→ **Try it**
Your response must be made up of each line in the data below that contains the string "Option".

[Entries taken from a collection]
────────────────────

//! Sender identity splitting (`From:` → bare address + display name).

use crate::parser::header::decode_header_value;

/// A sender split into its bare address and decoded display name.
///
/// # Examples
/// - `"\"Jane Doe\" <jane@x.com>"` → `address = "jane@x.com"`, `name = "Jane Doe"`
/// - `"plain@x.com"` → `address = "plain@x.com"`, `name = "plain@x.com"`
#[derive(Debug, Clone, Default, PartialEq, Eq)]
pub struct SenderIdentity {
    /// The bare email address, `None` when nothing is left after splitting.
    pub address: Option<String>,
    /// Decoded, unquoted display name.
    pub name: Option<String>,
}

impl SenderIdentity {
    /// Split a raw `From:` value.
    ///
    /// With angle brackets, the address is the text after the last `<` up to
    /// the following `>` (or the end), and the name is the text before that
    /// `<`, RFC 2047-decoded and unquoted. Without brackets both parts are
    /// the whole field, the name being decoded.
    pub fn split(raw: &str) -> Self {
        let trimmed = raw.trim();

        if let Some(angle_start) = trimmed.rfind('<') {
            let tail = &trimmed[angle_start + 1..];
            let addr = tail.find('>').map_or(tail, |end| &tail[..end]);
            let name_part = strip_quotes(&trimmed[..angle_start]);
            return Self {
                address: non_empty(addr),
                name: non_empty(&strip_quotes(&decode_header_value(&name_part))),
            };
        }

        Self {
            address: non_empty(trimmed),
            name: non_empty(&decode_header_value(trimmed)),
        }
    }
}

/// Strip surrounding double-quotes and trim whitespace.
fn strip_quotes(s: &str) -> String {
    let trimmed = s.trim();
    if trimmed.len() >= 2 && trimmed.starts_with('"') && trimmed.ends_with('"') {
        trimmed[1..trimmed.len() - 1].trim().to_string()
    } else {
        trimmed.to_string()
    }
}

fn non_empty(s: &str) -> Option<String> {
    let s = s.trim();
    (!s.is_empty()).then(|| s.to_string())
}

#[cfg(test)]
mod tests {
    use super::*;

    #[test]
    fn test_split_quoted_name() {
        let id = SenderIdentity::split("\"Jane Doe\" <jane@x.com>");
        assert_eq!(id.address.as_deref(), Some("jane@x.com"));
        assert_eq!(id.name.as_deref(), Some("Jane Doe"));
    }

    #[test]
    fn test_split_bare_address() {
        let id = SenderIdentity::split("plain@x.com");
        assert_eq!(id.address.as_deref(), Some("plain@x.com"));
        assert_eq!(id.name.as_deref(), Some("plain@x.com"));
    }

    #[test]
    fn test_split_encoded_name() {
        let id = SenderIdentity::split("=?UTF-8?B?Sm9zw6kgR2FyY8OtYQ==?= <jose@ejemplo.com>");
        assert_eq!(id.address.as_deref(), Some("jose@ejemplo.com"));
        assert_eq!(id.name.as_deref(), Some("José García"));
    }

    #[test]
    fn test_split_quoted_encoded_name() {
        let id = SenderIdentity::split("\"=?ISO-8859-1?Q?Fran=E7ois?=\" <f@ex.fr>");
        assert_eq!(id.name.as_deref(), Some("François"));
    }

    #[test]
    fn test_split_uses_last_angle_bracket() {
        let id = SenderIdentity::split("Team <ops> <ops@corp.io>");
        assert_eq!(id.address.as_deref(), Some("ops@corp.io"));
        assert_eq!(id.name.as_deref(), Some("Team <ops>"));
    }

    #[test]
    fn test_split_angle_only_has_no_name() {
        let id = SenderIdentity::split("<noreply@shop.com>");
        assert_eq!(id.address.as_deref(), Some("noreply@shop.com"));
        assert_eq!(id.name, None);
    }

    #[test]
    fn test_split_unterminated_bracket() {
        let id = SenderIdentity::split("Bob <bob@b.org");
        assert_eq!(id.address.as_deref(), Some("bob@b.org"));
        assert_eq!(id.name.as_deref(), Some("Bob"));
    }
}
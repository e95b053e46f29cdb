//! `mailcloud` — mailbox header analytics.
//!
//! Fetches the `Date`, `From` and `Subject` headers of every message in an
//! IMAP folder, enriches them with date-derived columns, splits senders into
//! address and display name, writes a CSV snapshot after each stage and draws
//! a word cloud of subject lines.

pub mod cloud;
pub mod config;
pub mod error;
pub mod export;
pub mod fetch;
pub mod model;
pub mod parser;
pub mod pipeline;
pub mod stats;
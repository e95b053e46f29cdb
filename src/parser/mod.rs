//! Header decoding.

pub mod header;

────────────────────

→ **Result of the task**
    pub address: Option<String>,
    pub name: Option<String>,
fn non_empty(s: &str) -> Option<String> {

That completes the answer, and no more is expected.